::: Given records

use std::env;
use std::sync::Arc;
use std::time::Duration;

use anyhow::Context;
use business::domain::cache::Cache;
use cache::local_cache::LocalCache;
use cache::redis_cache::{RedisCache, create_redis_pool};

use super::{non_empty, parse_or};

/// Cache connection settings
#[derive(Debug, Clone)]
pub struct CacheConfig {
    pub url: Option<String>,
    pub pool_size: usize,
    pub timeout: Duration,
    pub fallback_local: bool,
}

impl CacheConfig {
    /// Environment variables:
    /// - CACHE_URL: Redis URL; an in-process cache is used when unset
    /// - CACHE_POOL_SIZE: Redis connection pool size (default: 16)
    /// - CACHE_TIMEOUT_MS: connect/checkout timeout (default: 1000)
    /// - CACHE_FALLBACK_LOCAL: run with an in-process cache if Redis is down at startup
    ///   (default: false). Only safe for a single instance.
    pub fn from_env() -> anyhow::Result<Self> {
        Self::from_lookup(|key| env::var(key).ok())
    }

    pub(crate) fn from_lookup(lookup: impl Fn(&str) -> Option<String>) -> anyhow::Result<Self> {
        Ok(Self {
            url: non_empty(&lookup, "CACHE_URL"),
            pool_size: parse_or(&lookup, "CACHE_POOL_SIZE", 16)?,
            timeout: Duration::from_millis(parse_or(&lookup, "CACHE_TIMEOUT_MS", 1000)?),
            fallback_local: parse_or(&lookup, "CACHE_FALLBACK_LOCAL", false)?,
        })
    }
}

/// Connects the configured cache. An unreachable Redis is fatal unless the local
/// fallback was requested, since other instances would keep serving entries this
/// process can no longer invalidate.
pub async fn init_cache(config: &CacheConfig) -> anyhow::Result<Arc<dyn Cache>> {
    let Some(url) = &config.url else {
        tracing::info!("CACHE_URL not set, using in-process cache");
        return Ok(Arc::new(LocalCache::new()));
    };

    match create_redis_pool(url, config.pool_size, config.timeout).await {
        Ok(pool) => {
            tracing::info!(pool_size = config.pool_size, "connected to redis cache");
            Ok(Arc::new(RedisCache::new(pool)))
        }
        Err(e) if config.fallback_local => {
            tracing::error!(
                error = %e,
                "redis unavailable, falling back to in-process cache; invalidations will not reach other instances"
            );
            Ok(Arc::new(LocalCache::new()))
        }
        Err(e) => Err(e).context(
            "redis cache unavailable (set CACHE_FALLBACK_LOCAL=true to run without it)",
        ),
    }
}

::::::

**What you will do:** Please print the lines from the start of the records up to and including the line with "used when unset", copying each one exactly and leaving out the rest.

**Answer box:**
use std::env;
use std::sync::Arc;
use std::time::Duration;

use anyhow::Context;
use business::domain::cache::Cache;
use cache::local_cache::LocalCache;
use cache::redis_cache::{RedisCache, create_redis_pool};

use super::{non_empty, parse_or};

/// Cache connection settings
#[derive(Debug, Clone)]
pub struct CacheConfig {
    pub url: Option<String>,
    pub pool_size: usize,
    pub timeout: Duration,
    pub fallback_local: bool,
}

impl CacheConfig {
    /// Environment variables:
    /// - CACHE_URL: Redis URL; an in-process cache is used when unset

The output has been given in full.